Le persone con ageotype metabolico, per esempio, hanno più probabilità di ammalarsi di diabete o malattie cardiometaboliche, mentre quelle con ageotype immunitario possono generare livelli più alti di markers infiammatori, o comunque diventare più inclini a sviluppare malattie immuno-correlate; contestualizzando queste informazioni al periodo di emergenza sanitaria che stiamo vivendo, secondo queste ipotesi queste persone potrebbero essere più sensibili alle complicanze del SARS-CoV2. Conoscere a quale tipo di vecchiaia siamo predisposti permette di elaborare una strategia, anche nutrizionale, con cui prevenire o ritardare il più possibile alcuni specifici problemi di salute.

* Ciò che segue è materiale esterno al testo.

//! Work-duration prediction.

use tug_core::{CapabilityClass, Minutes, TaskId};
use tug_model::{Movement, Task, Tug};

use crate::{Geography, PortError, PortResult};

/// What a predictor knows about a job.
#[derive(Clone, Debug, PartialEq)]
pub struct JobProfile {
    pub task:       TaskId,
    pub weight:     f64,
    pub movement:   Movement,
    pub wind_level: u8,
    /// Hour of day of the planned start.
    pub hour:       i64,
    /// Pier-to-pier distance of the movement.
    pub route_km:   f64,
}

impl JobProfile {
    pub fn of(task: &Task, geography: &dyn Geography) -> Self {
        let origin = geography.position_of(task.origin);
        Self {
            task:       task.id,
            weight:     task.ship.weight,
            movement:   task.movement,
            wind_level: task.wind_level,
            hour:       task.scheduled_start.hour(),
            route_km:   geography.distance_km(origin, task.destination),
        }
    }
}

/// What a predictor knows about one assigned tug.
#[derive(Copy, Clone, Debug, PartialEq)]
pub struct TugProfile {
    pub class:      CapabilityClass,
    pub horsepower: u32,
}

impl From<&Tug> for TugProfile {
    fn from(tug: &Tug) -> Self {
        Self { class: tug.class, horsepower: tug.horsepower }
    }
}

/// Predicts how long a job takes with a given set of tugs.
///
/// # Contract
///
/// - Deterministic.
/// - Returns [`PortError::EmptyTugSet`] for an empty `tugs` slice instead of
///   a meaningless duration.
/// - Always returns at least one minute.
pub trait DurationPredictor: Send + Sync {
    fn predict(&self, job: &JobProfile, tugs: &[TugProfile]) -> PortResult<Minutes>;
}

// ── FixedPredictor ────────────────────────────────────────────────────────────

/// Every job takes the same time.  Handy for tests and what-if runs.
#[derive(Copy, Clone, Debug)]
pub struct FixedPredictor(pub Minutes);

impl DurationPredictor for FixedPredictor {
    fn predict(&self, job: &JobProfile, tugs: &[TugProfile]) -> PortResult<Minutes> {
        if tugs.is_empty() {
            return Err(PortError::EmptyTugSet { task: job.task });
        }
        Ok(self.0.max(1))
    }
}

// ── LinearPredictor ───────────────────────────────────────────────────────────

/// Additive duration model over the same features the harbour regression
/// uses: ship weight, route length, movement, wind, tug count, and average
/// engine power.
#[derive(Clone, Debug)]
pub struct LinearPredictor {
    /// Base minutes per movement, indexed by [`Movement::index`].
    pub base:               [f64; 3],
    /// Minutes per 10 000 t of ship weight.
    pub per_weight_level:   f64,
    pub per_route_km:       f64,
    /// Minutes per wind level above 3.
    pub per_wind_level:     f64,
    /// Minutes saved per tug beyond the first.
    pub per_extra_tug:      f64,
    /// Minutes saved per 1 000 hp of average engine power.
    pub per_thousand_hp:    f64,
    pub minimum:            Minutes,
}

impl Default for LinearPredictor {
    fn default() -> Self {
        Self {
            base:             [45.0, 35.0, 40.0],
            per_weight_level: 4.0,
            per_route_km:     3.0,
            per_wind_level:   3.0,
            per_extra_tug:    3.0,
            per_thousand_hp:  1.5,
            minimum:          20,
        }
    }
}

impl DurationPredictor for LinearPredictor {
    fn predict(&self, job: &JobProfile, tugs: &[TugProfile]) -> PortResult<Minutes> {
        if tugs.is_empty() {
            return Err(PortError::EmptyTugSet { task: job.task });
        }
        let weight_level = (job.weight / 10_000.0).floor().min(10.0);
        let wind_excess = job.wind_level.saturating_sub(3) as f64;
        let avg_hp = tugs.iter().map(|t| t.horsepower as f64).sum::<f64>() / tugs.len() as f64;

        let minutes = self.base[job.movement.index()]
            + self.per_weight_level * weight_level
            + self.per_route_km * job.route_km
            + self.per_wind_level * wind_excess
            - self.per_extra_tug * (tugs.len() - 1) as f64
            - self.per_thousand_hp * avg_hp / 1_000.0;

        Ok((minutes.round() as Minutes).max(self.minimum.max(1)))
    }
}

Non solo; gli scienziati di Stanford hanno anche dimostrato che, durante i 2 anni di osservazione, i partecipanti allo studio hanno evidenziato differenti cambiamenti dei marcatori “ageotype”, confermando quindi l’ipotesi secondo la quale non tutti invecchiano uniformemente. Per alcune persone che hanno modificato il loro stile di vita, in particolare in termini di dieta, i marcatori sono diminuiti: significa che hanno continuato ad invecchiare, ma ad un ritmo decisamente più lento.
Per rendere la ricerca più solida sono certamente necessari altri studi condotti su un campione più ampio di popolazione; i dati però inconfutabili, già noti peraltro a chi si occupa di nutrizione, confermano che è possibile rallentare alcuni meccanismi biologici, ed in senso epigenetico allungare il numero di anni di vita in salute.
Paolo Palmas
Naturopata Nutrizionista, Resp. Nutrigroup.